Dry Ice: Alaska Native Artists and the Landscape is an exhibition including works by contemporary Native Alaskan artists that explore the multiple meanings of and associations with the Alaskan landscape.
“Dry Ice”—a term that denotes frozen carbon dioxide, which when taken out of a frigid environment rapidly dissolves from a solid form into a gaseous state—is meant to evoke the shifting significance of the Alaskan polar landscape in contemporary Native art. Given the central place of Alaska and its landscape in recent national debates surrounding the environment and the oil crisis, the subject of this exhibition is both timely and important to present outside of Alaska.
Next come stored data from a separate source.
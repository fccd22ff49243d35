//! In-order stepping.
//!
//! Stepping is read-only and needs only the store: a linked node knows its
//! parent and the slot it hangs from, so neither the tree nor a key is needed
//! to find its neighbours. The climb stops at the sentinel, which is what
//! ends a traversal in either direction.

use super::node::{Anchor, NodeId};
use super::store::NodeStore;
use crate::types::Direction;

/// Farthest node in direction `dir` within the subtree rooted at `id`
///
/// Returns `id` itself if it has no child on that side.
pub fn extremum<S>(store: &S, mut id: NodeId, dir: Direction) -> NodeId
where
    S: NodeStore + ?Sized,
{
    while let Some(child) = store.node(id).child(dir) {
        id = child;
    }
    id
}

/// Nearest node to `id` in direction `dir`, or `None` at either end
///
/// If `id` has a child on side `dir`, the answer is the closest node within
/// that subtree. Otherwise the climb continues while the current node hangs
/// from its parent's `dir` slot; the first ancestor reached from the
/// opposite slot is the answer. Reaching the sentinel means there is none.
///
/// An unlinked node has no neighbours.
///
/// # Example
///
/// ```
/// use sentinel_avl::{step, AvlNode, AvlTree, Direction};
/// use slab::Slab;
///
/// let mut nodes = Slab::new();
/// let mut tree = AvlTree::ordered();
/// let ids: Vec<usize> = (1..=3u32).map(|k| nodes.insert(AvlNode::new(k))).collect();
/// for &id in &ids {
///     tree.insert_node(&mut nodes, id);
/// }
///
/// assert_eq!(step(&nodes, ids[0], Direction::Right), Some(ids[1]));
/// assert_eq!(step(&nodes, ids[2], Direction::Right), None);
/// assert_eq!(step(&nodes, ids[0], Direction::Left), None);
/// ```
pub fn step<S>(store: &S, id: NodeId, dir: Direction) -> Option<NodeId>
where
    S: NodeStore + ?Sized,
{
    if let Some(child) = store.node(id).child(dir) {
        return Some(extremum(store, child, !dir));
    }

    let mut current = id;
    loop {
        let node = store.node(current);
        match node.parent()? {
            Anchor::Sentinel => return None,
            Anchor::Node(parent) if node.parent_dir() == dir => current = parent,
            Anchor::Node(parent) => return Some(parent),
        }
    }
}

/// In-order successor
#[inline]
pub fn next<S>(store: &S, id: NodeId) -> Option<NodeId>
where
    S: NodeStore + ?Sized,
{
    step(store, id, Direction::Right)
}

/// In-order predecessor
#[inline]
pub fn prev<S>(store: &S, id: NodeId) -> Option<NodeId>
where
    S: NodeStore + ?Sized,
{
    step(store, id, Direction::Left)
}

// ============================================================================
// Unit Tests
// ============================================================================

#[cfg(test)]
mod tests {
    use super::*;
    use crate::tree::AvlTree;
    use crate::AvlNode;
    use slab::Slab;

    fn build(keys: &[u32]) -> (AvlTree<u32>, Slab<AvlNode<u32>>, Vec<NodeId>) {
        let mut nodes = Slab::new();
        let mut tree = AvlTree::ordered();
        let mut ids = Vec::new();
        for &k in keys {
            let id = nodes.insert(AvlNode::new(k));
            assert!(tree.insert_node(&mut nodes, id).is_none());
            ids.push(id);
        }
        (tree, nodes, ids)
    }

    fn key(nodes: &Slab<AvlNode<u32>>, id: NodeId) -> u32 {
        *nodes[id].payload()
    }

    #[test]
    fn test_extremum_of_leaf_is_itself() {
        let (tree, nodes, _) = build(&[5]);
        let root = tree.root().unwrap();
        assert_eq!(extremum(&nodes, root, Direction::Left), root);
        assert_eq!(extremum(&nodes, root, Direction::Right), root);
    }

    #[test]
    fn test_forward_and_backward_walks() {
        let (tree, nodes, _) = build(&[5, 3, 8, 1, 4, 7, 9]);

        let mut forward = Vec::new();
        let mut cursor = tree.first(&nodes);
        while let Some(id) = cursor {
            forward.push(key(&nodes, id));
            cursor = next(&nodes, id);
        }
        assert_eq!(forward, vec![1, 3, 4, 5, 7, 8, 9]);

        let mut backward = Vec::new();
        let mut cursor = tree.last(&nodes);
        while let Some(id) = cursor {
            backward.push(key(&nodes, id));
            cursor = prev(&nodes, id);
        }
        forward.reverse();
        assert_eq!(backward, forward);
    }

    #[test]
    fn test_step_across_subtree_boundary() {
        // 4 is the rightmost node of the root's left subtree; its successor
        // is found by climbing to the root.
        let (tree, nodes, ids) = build(&[5, 3, 8, 1, 4, 7, 9]);
        let four = ids[4];
        let root = tree.root().unwrap();
        assert_eq!(key(&nodes, root), 5);
        assert_eq!(next(&nodes, four), Some(root));
        assert_eq!(prev(&nodes, ids[5]), Some(root));
    }

    #[test]
    fn test_step_from_unlinked_node() {
        let mut nodes = Slab::new();
        let id = nodes.insert(AvlNode::new(1u32));
        assert_eq!(next(&nodes, id), None);
        assert_eq!(prev(&nodes, id), None);
    }
}
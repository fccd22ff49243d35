//! Sentinel-rooted AVL tree over caller-owned nodes.
//!
//! ## Architecture
//!
//! The tree itself is tiny: a sentinel [`Links`] whose right slot is the
//! root, two comparators, an optional augmentation callback and a context
//! value handed to all three. Nodes live in the caller's [`NodeStore`] and
//! every operation borrows that store for its duration only.
//!
//! - **Lookup**: descent from the root driven by the lookup comparator
//! - **Insert / delete**: link or unlink, then a bottom-up repair walk to the sentinel
//! - **Traversal**: first/last plus parent-direction stepping (see [`step`](super::step))
//!
//! ## Comparators
//!
//! The lookup comparator orders a key `K` against a payload; the insert
//! comparator orders two payloads and decides placement. They may differ,
//! for instance when placement needs a finer total order than search
//! equality.
//!
//! ## Example
//!
//! ```
//! use sentinel_avl::{AvlNode, AvlTree};
//! use slab::Slab;
//!
//! let mut nodes = Slab::new();
//! let mut tree = AvlTree::ordered();
//!
//! for key in [5u32, 3, 8, 1, 4, 7, 9] {
//!     let id = nodes.insert(AvlNode::new(0));
//!     assert!(tree.insert(&mut nodes, id, key).is_none());
//! }
//!
//! let keys: Vec<u32> = tree.iter(&nodes).map(|(_, k)| *k).collect();
//! assert_eq!(keys, vec![1, 3, 4, 5, 7, 8, 9]);
//!
//! let removed = tree.delete_by_key(&mut nodes, &5).unwrap();
//! assert_eq!(*nodes.remove(removed).payload(), 5);
//! tree.check_tree(&nodes);
//! ```

use std::cmp::Ordering;
use std::fmt::{self, Debug, Formatter};

use super::node::{Links, NodeId};
use super::rebalance::Linker;
use super::store::NodeStore;
use super::traverse::extremum;
use crate::tracing_helpers::debug_log;
use crate::types::Direction;

/// Orders a lookup key against a node payload
pub type LookupCmp<K, P, X> = fn(&K, &P, &X) -> Ordering;

/// Orders a payload being inserted against a linked payload
pub type InsertCmp<P, X> = fn(&P, &P, &X) -> Ordering;

/// Augmentation hook, run on a node right after its height is recomputed
///
/// Called child-before-parent during every rotation and repair walk, so a
/// node's children already carry up-to-date aggregates when it runs.
pub type CombineFn<P, X> = fn(&mut dyn NodeStore<Payload = P>, NodeId, &X);

/// `Ord`-based comparator used by [`AvlTree::ordered`]
fn ord_cmp<P: Ord, X>(a: &P, b: &P, _context: &X) -> Ordering {
    a.cmp(b)
}

/// Intrusive AVL tree
///
/// `P` is the node payload, `K` the lookup key type (defaults to the payload)
/// and `X` the context passed to comparators and the augmentation hook.
pub struct AvlTree<P, K: ?Sized = P, X = ()> {
    /// Sentinel; its right slot holds the root, its left slot stays empty
    pub(super) dummy: Links,

    pub(super) lookup_cmp: LookupCmp<K, P, X>,

    pub(super) insert_cmp: InsertCmp<P, X>,

    pub(super) combine: Option<CombineFn<P, X>>,

    pub(super) context: X,
}

impl<P: Ord> AvlTree<P, P, ()> {
    /// Create a tree ordered by the payload's `Ord` implementation
    pub fn ordered() -> Self {
        Self::new(ord_cmp::<P, ()>, ord_cmp::<P, ()>, ())
    }
}

impl<P: Ord> Default for AvlTree<P, P, ()> {
    fn default() -> Self {
        Self::ordered()
    }
}

impl<P, K: ?Sized, X> Debug for AvlTree<P, K, X> {
    fn fmt(&self, f: &mut Formatter<'_>) -> fmt::Result {
        f.debug_struct("AvlTree")
            .field("root", &self.root())
            .field("augmented", &self.combine.is_some())
            .finish()
    }
}

impl<P, K: ?Sized, X> AvlTree<P, K, X> {
    /// Create an empty tree
    ///
    /// # Arguments
    ///
    /// * `lookup_cmp` - Orders a lookup key against a payload
    /// * `insert_cmp` - Orders two payloads; decides placement on insert
    /// * `combine` - Optional augmentation hook
    /// * `context` - Value passed to the comparators and the hook
    ///
    /// # Example
    ///
    /// ```
    /// use std::cmp::Ordering;
    /// use sentinel_avl::AvlTree;
    ///
    /// // Case-insensitive lookup over (name, id) payloads
    /// fn by_name(key: &str, p: &(String, u32), _: &()) -> Ordering {
    ///     key.to_lowercase().cmp(&p.0.to_lowercase())
    /// }
    /// fn by_name_then_id(a: &(String, u32), b: &(String, u32), _: &()) -> Ordering {
    ///     a.0.to_lowercase().cmp(&b.0.to_lowercase()).then(a.1.cmp(&b.1))
    /// }
    ///
    /// let tree: AvlTree<(String, u32), str> = AvlTree::init(by_name, by_name_then_id, None, ());
    /// assert!(tree.is_empty());
    /// ```
    pub fn init(
        lookup_cmp: LookupCmp<K, P, X>,
        insert_cmp: InsertCmp<P, X>,
        combine: Option<CombineFn<P, X>>,
        context: X,
    ) -> Self {
        Self {
            dummy: Links::new(),
            lookup_cmp,
            insert_cmp,
            combine,
            context,
        }
    }

    /// Create an empty tree without augmentation
    pub fn new(lookup_cmp: LookupCmp<K, P, X>, insert_cmp: InsertCmp<P, X>, context: X) -> Self {
        Self::init(lookup_cmp, insert_cmp, None, context)
    }

    // ========================================================================
    // Accessors
    // ========================================================================

    /// Root node, or `None` for an empty tree
    #[inline]
    pub fn root(&self) -> Option<NodeId> {
        self.dummy.child(Direction::Right)
    }

    /// Check if the tree holds no nodes
    #[inline]
    pub fn is_empty(&self) -> bool {
        self.root().is_none()
    }

    /// Get the context value
    #[inline]
    pub fn context(&self) -> &X {
        &self.context
    }

    /// Get the context value (mutable)
    ///
    /// The context must not change in a way that reorders linked payloads.
    #[inline]
    pub fn context_mut(&mut self) -> &mut X {
        &mut self.context
    }

    // ========================================================================
    // Traversal
    // ========================================================================

    /// Smallest node
    pub fn first<S>(&self, store: &S) -> Option<NodeId>
    where
        S: NodeStore<Payload = P> + ?Sized,
    {
        self.root().map(|root| extremum(store, root, Direction::Left))
    }

    /// Largest node
    pub fn last<S>(&self, store: &S) -> Option<NodeId>
    where
        S: NodeStore<Payload = P> + ?Sized,
    {
        self.root().map(|root| extremum(store, root, Direction::Right))
    }

    // ========================================================================
    // Mutation
    // ========================================================================

    /// Store `payload` in node `id` and link it into the tree
    ///
    /// # Arguments
    ///
    /// * `store` - Arena holding `id`
    /// * `id` - An allocated node that is not linked into any tree
    /// * `payload` - Replaces whatever payload the node held
    ///
    /// # Returns
    ///
    /// * `None` - The node was linked
    /// * `Some(existing)` - A node comparing equal under the insert
    ///   comparator is already linked; the tree is unchanged and `id` stays
    ///   unlinked (it still holds `payload`)
    pub fn insert<S>(&mut self, store: &mut S, id: NodeId, payload: P) -> Option<NodeId>
    where
        S: NodeStore<Payload = P>,
    {
        store.node_mut(id).replace_payload(payload);
        self.insert_node(store, id)
    }

    /// Link node `id`, keeping the payload it already holds
    ///
    /// Same contract as [`insert`](Self::insert).
    pub fn insert_node<S>(&mut self, store: &mut S, id: NodeId) -> Option<NodeId>
    where
        S: NodeStore<Payload = P>,
    {
        debug_assert!(!store.node(id).is_linked(), "node {id} is already linked");
        store.node_mut(id).links = Links::new();

        let descent = {
            let payload = store.node(id).payload();
            self.descend(&*store, |other| (self.insert_cmp)(payload, other, &self.context))
        };

        if let Some(existing) = descent.found {
            debug_log!(node = id, existing, "insert rejected: duplicate key");
            return Some(existing);
        }

        self.linker(store).attach(descent.parent, descent.dir, id);
        None
    }

    /// Unlink node `id` from the tree
    ///
    /// The node keeps its payload and is left unlinked; the caller decides
    /// what to do with its storage.
    ///
    /// # Panics
    ///
    /// Panics if `id` is not linked. Passing a node linked into a different
    /// tree corrupts both trees.
    pub fn delete<S>(&mut self, store: &mut S, id: NodeId)
    where
        S: NodeStore<Payload = P>,
    {
        self.linker(store).detach(id);
    }

    /// Look up `key` and unlink the matching node
    ///
    /// # Returns
    ///
    /// The unlinked node, or `None` (tree unchanged) if no node matches
    pub fn delete_by_key<S>(&mut self, store: &mut S, key: &K) -> Option<NodeId>
    where
        S: NodeStore<Payload = P>,
    {
        let id = self.lookup(&*store, key)?;
        self.delete(store, id);
        Some(id)
    }

    fn linker<'a, S>(&'a mut self, store: &'a mut S) -> Linker<'a, S, X>
    where
        S: NodeStore<Payload = P>,
    {
        Linker::new(&mut self.dummy, store, self.combine, &self.context)
    }
}
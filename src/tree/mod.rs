//! The tree engine.
//!
//! ## Components
//!
//! - [`AvlNode`] / [`Links`]: node model with direction-indexed child slots
//! - [`NodeStore`]: caller-owned arena the tree borrows nodes from
//! - [`AvlTree`]: sentinel, comparators, augmentation hook and context
//! - lookup: exact and closest-match descent
//! - rebalance: rotation and the bottom-up repair walk (crate-private)
//! - traverse: [`extremum`] / [`step`] / [`next`] / [`prev`]
//! - check: invariant verifier used by tests
//!
//! ## Complexity
//!
//! | Operation | Complexity |
//! |-----------|------------|
//! | Insert | O(log n) |
//! | Delete | O(log n) |
//! | Lookup / closest lookup | O(log n) |
//! | first / last | O(log n) |
//! | next / prev | O(log n) worst, O(1) amortised over a full walk |
//! | validate | O(n) |

mod avl;
mod check;
mod iter;
mod lookup;
mod node;
mod rebalance;
mod store;
mod traverse;

pub use avl::{AvlTree, CombineFn, InsertCmp, LookupCmp};
pub use iter::Iter;
pub use node::{Anchor, AvlNode, Links, NodeId};
pub use store::NodeStore;
pub use traverse::{extremum, next, prev, step};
The exhibition features the work of Alaska Native artists, including Brian Adams, Susie Bevins-Ericsen, Perry Eaton, Nicholas Galanin, Anna Hoover, Erica Lord, Da-ka-xeen Mehner, and Larry McNeil. Each explores their relationship to the landscape, through a variety of interpretations and media, combining traditional and innovative forms from mask-making and skin sewing to photography and installation.
Dry Ice is curated by Julie Decker, Ph.D., of Anchorage, Alaska. Decker is the director of the International Gallery of Contemporary Art in Anchorage, a frequent guest curator of the Anchorage Museum and the author of numerous publications on art and architecture of Alaska.